▸ **About this task**
Below are the records. Gather each line that holds "AuthUser".

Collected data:
* * * * * * * * *

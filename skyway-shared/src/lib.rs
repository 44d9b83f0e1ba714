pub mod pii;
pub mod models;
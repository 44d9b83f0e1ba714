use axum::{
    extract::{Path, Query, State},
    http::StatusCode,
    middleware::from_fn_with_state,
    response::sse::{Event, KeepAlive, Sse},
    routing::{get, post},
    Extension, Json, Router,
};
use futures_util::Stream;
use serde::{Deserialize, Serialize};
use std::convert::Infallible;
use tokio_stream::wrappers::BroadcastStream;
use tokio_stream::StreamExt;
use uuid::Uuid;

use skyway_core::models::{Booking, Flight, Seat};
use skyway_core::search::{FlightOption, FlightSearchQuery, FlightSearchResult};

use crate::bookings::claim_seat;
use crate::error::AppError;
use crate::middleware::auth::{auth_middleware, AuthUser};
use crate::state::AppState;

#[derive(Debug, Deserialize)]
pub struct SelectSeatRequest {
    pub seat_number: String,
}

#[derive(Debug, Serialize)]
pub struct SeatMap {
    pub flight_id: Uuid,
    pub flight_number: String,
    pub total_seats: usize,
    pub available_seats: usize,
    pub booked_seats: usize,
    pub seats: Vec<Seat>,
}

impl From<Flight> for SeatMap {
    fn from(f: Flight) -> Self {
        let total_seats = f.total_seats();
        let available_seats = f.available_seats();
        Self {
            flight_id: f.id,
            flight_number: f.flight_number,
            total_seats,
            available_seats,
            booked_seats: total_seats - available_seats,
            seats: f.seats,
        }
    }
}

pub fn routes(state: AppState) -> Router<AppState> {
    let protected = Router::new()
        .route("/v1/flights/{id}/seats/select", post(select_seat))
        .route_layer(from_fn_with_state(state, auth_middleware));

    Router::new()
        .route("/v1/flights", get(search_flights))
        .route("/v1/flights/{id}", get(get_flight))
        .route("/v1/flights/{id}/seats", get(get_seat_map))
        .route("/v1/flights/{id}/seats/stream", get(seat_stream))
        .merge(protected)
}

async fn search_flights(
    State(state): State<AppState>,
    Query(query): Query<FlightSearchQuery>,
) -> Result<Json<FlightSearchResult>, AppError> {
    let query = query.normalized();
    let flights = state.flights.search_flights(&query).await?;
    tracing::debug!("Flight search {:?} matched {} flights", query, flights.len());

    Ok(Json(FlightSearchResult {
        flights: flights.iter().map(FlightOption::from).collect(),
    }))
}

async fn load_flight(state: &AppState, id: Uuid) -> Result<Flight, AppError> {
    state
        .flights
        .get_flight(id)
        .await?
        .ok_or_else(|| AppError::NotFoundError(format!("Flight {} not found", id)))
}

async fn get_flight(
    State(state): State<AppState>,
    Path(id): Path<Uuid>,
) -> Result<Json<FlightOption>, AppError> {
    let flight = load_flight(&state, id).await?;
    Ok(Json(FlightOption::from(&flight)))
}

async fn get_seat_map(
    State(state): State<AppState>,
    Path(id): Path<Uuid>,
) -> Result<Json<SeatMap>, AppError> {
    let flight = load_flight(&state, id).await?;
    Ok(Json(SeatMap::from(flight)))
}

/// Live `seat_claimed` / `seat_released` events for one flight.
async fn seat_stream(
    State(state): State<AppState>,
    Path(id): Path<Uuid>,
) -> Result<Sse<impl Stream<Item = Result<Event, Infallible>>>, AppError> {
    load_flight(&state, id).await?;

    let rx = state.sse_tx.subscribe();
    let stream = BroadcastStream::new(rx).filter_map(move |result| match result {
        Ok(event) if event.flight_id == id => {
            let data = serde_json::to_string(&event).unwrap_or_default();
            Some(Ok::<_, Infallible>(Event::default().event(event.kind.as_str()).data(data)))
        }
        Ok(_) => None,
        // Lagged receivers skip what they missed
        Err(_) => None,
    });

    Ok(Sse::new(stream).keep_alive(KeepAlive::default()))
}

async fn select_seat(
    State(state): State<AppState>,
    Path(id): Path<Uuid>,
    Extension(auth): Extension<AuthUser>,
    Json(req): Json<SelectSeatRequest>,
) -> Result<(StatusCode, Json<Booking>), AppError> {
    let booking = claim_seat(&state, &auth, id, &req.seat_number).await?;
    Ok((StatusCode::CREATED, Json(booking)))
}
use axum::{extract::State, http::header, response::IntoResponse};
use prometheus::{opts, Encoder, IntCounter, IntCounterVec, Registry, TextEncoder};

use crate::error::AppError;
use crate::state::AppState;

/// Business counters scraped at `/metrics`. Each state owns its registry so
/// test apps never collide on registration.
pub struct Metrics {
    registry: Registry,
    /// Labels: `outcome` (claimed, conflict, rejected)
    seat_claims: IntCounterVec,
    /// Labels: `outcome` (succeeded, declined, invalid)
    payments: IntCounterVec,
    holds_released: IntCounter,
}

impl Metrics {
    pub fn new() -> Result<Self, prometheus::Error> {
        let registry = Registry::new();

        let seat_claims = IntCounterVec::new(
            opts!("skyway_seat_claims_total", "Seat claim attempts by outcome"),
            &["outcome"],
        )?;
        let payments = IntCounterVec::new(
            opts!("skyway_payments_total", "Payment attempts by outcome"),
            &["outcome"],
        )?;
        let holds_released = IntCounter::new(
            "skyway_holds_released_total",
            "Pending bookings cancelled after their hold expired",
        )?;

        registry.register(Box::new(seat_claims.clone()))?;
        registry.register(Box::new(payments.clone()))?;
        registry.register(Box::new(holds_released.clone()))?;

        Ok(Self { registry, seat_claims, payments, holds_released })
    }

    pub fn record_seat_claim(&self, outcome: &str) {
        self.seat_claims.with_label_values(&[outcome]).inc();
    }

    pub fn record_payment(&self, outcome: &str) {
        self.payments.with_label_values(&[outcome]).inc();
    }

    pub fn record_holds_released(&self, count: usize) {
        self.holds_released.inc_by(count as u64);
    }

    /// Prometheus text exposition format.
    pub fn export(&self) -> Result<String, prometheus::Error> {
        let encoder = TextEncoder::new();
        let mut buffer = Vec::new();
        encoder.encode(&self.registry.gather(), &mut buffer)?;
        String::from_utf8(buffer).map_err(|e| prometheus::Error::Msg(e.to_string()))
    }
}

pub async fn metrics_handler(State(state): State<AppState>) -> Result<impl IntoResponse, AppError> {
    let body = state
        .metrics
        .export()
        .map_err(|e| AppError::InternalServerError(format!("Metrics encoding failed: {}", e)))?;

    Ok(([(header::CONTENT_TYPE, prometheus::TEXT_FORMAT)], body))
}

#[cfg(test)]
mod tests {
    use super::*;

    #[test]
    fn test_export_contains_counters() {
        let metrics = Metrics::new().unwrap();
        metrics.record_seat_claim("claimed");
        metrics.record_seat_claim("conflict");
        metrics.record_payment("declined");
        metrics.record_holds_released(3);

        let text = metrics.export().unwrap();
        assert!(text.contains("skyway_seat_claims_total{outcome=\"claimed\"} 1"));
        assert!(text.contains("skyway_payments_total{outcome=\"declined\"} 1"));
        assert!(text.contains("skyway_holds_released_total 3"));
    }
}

* * * * * * * * *

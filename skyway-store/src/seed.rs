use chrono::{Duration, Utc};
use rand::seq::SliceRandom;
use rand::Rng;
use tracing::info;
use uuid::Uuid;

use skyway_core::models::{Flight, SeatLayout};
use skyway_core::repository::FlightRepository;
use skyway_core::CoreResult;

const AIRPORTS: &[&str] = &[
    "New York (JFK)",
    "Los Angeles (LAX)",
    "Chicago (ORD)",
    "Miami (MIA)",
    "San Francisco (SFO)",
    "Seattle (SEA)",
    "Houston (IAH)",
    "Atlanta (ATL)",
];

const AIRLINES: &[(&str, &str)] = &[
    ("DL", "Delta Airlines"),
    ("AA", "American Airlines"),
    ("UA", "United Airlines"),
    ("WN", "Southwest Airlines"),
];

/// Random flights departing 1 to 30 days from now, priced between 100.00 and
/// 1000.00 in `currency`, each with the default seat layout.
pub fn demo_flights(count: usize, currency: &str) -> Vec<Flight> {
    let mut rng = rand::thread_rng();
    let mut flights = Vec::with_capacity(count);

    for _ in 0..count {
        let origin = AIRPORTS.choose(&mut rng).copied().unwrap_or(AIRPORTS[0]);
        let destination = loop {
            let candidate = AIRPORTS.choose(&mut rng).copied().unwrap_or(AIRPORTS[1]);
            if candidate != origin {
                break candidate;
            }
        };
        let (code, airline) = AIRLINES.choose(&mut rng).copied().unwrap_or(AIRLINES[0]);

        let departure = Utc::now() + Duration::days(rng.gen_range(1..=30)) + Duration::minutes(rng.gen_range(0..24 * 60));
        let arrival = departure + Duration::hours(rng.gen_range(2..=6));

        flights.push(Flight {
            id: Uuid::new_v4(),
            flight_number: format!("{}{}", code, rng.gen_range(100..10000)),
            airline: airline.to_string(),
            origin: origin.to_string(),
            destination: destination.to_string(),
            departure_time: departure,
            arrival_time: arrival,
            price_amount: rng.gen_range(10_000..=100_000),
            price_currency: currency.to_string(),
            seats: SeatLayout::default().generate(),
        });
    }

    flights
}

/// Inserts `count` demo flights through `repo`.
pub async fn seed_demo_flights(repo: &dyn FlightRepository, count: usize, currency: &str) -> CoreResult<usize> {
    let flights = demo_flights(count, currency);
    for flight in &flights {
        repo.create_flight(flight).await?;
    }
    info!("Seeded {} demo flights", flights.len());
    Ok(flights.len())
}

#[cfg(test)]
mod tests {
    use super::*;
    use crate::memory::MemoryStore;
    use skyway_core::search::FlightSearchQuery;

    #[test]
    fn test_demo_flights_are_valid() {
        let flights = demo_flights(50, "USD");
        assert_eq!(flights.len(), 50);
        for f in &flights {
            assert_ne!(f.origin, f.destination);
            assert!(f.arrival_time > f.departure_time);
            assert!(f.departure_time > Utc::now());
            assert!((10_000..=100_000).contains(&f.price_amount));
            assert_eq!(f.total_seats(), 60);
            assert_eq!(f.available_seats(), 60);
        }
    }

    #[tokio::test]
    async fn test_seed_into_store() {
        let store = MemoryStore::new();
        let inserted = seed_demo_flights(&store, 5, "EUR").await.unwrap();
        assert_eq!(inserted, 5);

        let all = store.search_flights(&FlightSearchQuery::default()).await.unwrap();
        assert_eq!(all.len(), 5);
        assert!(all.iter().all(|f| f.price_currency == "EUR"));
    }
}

* * * * * * * * *

▸ **Reply**
use crate::middleware::auth::{auth_middleware, AuthUser};
    Extension(auth): Extension<AuthUser>,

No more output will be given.